▸ What this task involves: From the data below, retype exactly the lines starting with the one that contains "circle as a tuple of (x, y)." and ending with the one that contains "#[cfg(test)]", both included.

Saved entries:
----
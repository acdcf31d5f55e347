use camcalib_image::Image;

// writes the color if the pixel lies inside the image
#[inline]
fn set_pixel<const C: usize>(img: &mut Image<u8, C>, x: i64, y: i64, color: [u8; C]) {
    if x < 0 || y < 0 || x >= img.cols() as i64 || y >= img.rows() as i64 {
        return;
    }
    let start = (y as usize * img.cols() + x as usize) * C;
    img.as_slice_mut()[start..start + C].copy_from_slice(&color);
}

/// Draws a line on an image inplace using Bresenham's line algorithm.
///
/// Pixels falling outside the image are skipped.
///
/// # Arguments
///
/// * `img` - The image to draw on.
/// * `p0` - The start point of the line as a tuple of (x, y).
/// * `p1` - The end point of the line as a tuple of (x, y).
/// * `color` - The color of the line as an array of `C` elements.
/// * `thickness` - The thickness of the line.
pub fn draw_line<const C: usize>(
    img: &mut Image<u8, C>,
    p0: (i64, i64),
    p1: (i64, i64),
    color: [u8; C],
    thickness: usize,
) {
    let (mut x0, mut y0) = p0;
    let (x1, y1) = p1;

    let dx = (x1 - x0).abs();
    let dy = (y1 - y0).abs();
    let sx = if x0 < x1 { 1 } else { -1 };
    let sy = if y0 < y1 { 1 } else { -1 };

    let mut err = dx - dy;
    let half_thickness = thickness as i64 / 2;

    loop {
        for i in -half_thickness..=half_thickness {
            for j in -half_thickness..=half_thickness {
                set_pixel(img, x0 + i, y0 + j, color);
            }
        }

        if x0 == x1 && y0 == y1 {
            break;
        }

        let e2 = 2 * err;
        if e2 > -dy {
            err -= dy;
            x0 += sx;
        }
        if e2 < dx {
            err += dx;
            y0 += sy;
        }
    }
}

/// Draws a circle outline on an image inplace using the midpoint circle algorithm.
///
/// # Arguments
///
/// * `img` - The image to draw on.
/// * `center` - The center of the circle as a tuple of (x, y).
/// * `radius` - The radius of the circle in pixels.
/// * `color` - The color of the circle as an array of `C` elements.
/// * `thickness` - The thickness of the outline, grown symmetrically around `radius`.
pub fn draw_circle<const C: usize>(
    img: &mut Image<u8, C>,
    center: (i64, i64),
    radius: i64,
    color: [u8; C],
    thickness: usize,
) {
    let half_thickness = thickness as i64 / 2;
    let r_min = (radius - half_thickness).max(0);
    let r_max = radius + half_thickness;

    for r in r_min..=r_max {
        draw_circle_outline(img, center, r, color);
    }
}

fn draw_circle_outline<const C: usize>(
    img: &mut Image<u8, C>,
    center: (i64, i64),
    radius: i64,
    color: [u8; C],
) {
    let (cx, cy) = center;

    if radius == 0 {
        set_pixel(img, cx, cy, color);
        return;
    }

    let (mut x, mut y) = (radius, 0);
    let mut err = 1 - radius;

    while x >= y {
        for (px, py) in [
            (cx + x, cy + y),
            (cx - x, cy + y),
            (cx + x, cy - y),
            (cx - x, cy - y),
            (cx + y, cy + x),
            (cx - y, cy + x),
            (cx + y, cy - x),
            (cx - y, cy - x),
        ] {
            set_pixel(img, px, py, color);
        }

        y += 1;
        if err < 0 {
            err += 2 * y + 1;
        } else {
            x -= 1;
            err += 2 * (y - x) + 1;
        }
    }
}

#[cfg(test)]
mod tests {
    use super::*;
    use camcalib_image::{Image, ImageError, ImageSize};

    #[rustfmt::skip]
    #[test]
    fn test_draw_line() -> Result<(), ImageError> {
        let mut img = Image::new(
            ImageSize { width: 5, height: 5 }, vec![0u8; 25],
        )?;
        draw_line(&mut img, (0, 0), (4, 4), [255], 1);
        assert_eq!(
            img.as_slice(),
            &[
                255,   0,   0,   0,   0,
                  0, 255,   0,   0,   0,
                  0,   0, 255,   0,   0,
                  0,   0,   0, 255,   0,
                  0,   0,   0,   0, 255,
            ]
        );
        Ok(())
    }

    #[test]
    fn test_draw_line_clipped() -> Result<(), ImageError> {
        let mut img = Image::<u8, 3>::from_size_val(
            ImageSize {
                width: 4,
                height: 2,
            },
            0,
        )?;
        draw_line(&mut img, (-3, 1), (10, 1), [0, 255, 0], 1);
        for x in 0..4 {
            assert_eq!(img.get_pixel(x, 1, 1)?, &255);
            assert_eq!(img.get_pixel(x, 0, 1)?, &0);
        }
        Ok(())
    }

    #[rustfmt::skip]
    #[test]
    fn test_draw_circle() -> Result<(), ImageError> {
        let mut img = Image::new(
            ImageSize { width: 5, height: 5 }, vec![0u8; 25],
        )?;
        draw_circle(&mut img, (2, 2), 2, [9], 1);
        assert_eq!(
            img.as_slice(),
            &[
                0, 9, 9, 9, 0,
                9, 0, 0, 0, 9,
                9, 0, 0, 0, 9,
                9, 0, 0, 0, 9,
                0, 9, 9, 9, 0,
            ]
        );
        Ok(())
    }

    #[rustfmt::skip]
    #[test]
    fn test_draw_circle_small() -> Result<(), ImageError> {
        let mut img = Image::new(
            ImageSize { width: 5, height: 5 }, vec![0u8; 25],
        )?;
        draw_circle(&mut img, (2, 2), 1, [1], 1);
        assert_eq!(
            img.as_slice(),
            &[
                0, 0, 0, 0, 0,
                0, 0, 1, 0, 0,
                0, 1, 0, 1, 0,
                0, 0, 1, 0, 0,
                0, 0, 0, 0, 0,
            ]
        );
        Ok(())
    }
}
----
▸ Solution to the problem:
/// * `center` - The center of the circle as a tuple of (x, y).
/// * `radius` - The radius of the circle in pixels.
/// * `color` - The color of the circle as an array of `C` elements.
/// * `thickness` - The thickness of the outline, grown symmetrically around `radius`.
pub fn draw_circle<const C: usize>(
    img: &mut Image<u8, C>,
    center: (i64, i64),
    radius: i64,
    color: [u8; C],
    thickness: usize,
) {
    let half_thickness = thickness as i64 / 2;
    let r_min = (radius - half_thickness).max(0);
    let r_max = radius + half_thickness;

    for r in r_min..=r_max {
        draw_circle_outline(img, center, r, color);
    }
}

fn draw_circle_outline<const C: usize>(
    img: &mut Image<u8, C>,
    center: (i64, i64),
    radius: i64,
    color: [u8; C],
) {
    let (cx, cy) = center;

    if radius == 0 {
        set_pixel(img, cx, cy, color);
        return;
    }

    let (mut x, mut y) = (radius, 0);
    let mut err = 1 - radius;

    while x >= y {
        for (px, py) in [
            (cx + x, cy + y),
            (cx - x, cy + y),
            (cx + x, cy - y),
            (cx - x, cy - y),
            (cx + y, cy + x),
            (cx - y, cy + x),
            (cx + y, cy - x),
            (cx - y, cy - x),
        ] {
            set_pixel(img, px, py, color);
        }

        y += 1;
        if err < 0 {
            err += 2 * y + 1;
        } else {
            x -= 1;
            err += 2 * (y - x) + 1;
        }
    }
}

#[cfg(test)]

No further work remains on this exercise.